> [ASSIGNMENT] Every line of the data below should be printed exactly.
● ● ●
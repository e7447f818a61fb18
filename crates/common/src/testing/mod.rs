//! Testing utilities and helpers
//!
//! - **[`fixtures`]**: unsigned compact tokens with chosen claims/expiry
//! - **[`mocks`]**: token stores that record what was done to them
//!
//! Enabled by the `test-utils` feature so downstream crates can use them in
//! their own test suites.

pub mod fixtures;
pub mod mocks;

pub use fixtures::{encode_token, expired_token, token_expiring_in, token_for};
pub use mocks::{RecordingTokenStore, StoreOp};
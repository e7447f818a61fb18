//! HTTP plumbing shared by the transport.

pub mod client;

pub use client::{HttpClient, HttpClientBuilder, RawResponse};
● ● ●
> [RESPONSE TO THE EXERCISE]
repository e7447f818a61fb18
filename crates/common/src/testing/mod.rs
//! Testing utilities and helpers
//!
//! - **[`fixtures`]**: unsigned compact tokens with chosen claims/expiry
//! - **[`mocks`]**: token stores that record what was done to them
//!
//! Enabled by the `test-utils` feature so downstream crates can use them in
//! their own test suites.

pub mod fixtures;
pub mod mocks;

pub use fixtures::{encode_token, expired_token, token_expiring_in, token_for};
pub use mocks::{RecordingTokenStore, StoreOp};
repository e7447f818a61fb18
//! HTTP plumbing shared by the transport.

pub mod client;

pub use client::{HttpClient, HttpClientBuilder, RawResponse};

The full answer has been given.